> _Data listing_
○ ○ ○ ○
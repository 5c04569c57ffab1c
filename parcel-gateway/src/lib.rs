//! HTTP gateway in front of the parcel ledger contract.
//!
//! Every route maps to exactly one remote contract operation; all parcel
//! state lives on the ledger. The binary wires [`config`] + [`ledger`] into
//! the [`api`] router and serves it on a fixed port.

pub mod api;
pub mod config;
pub mod errors;
pub mod ledger;
pub mod models;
○ ○ ○ ○
> _Directions_
Your answer should be the whole listing above, repeated exactly as it appears.

> _The completed task_
repository 5c04569c57ffab1c
filename parcel-gateway/src/lib.rs
//! HTTP gateway in front of the parcel ledger contract.
//!
//! Every route maps to exactly one remote contract operation; all parcel
//! state lives on the ledger. The binary wires [`config`] + [`ledger`] into
//! the [`api`] router and serves it on a fixed port.

pub mod api;
pub mod config;
pub mod errors;
pub mod ledger;
pub mod models;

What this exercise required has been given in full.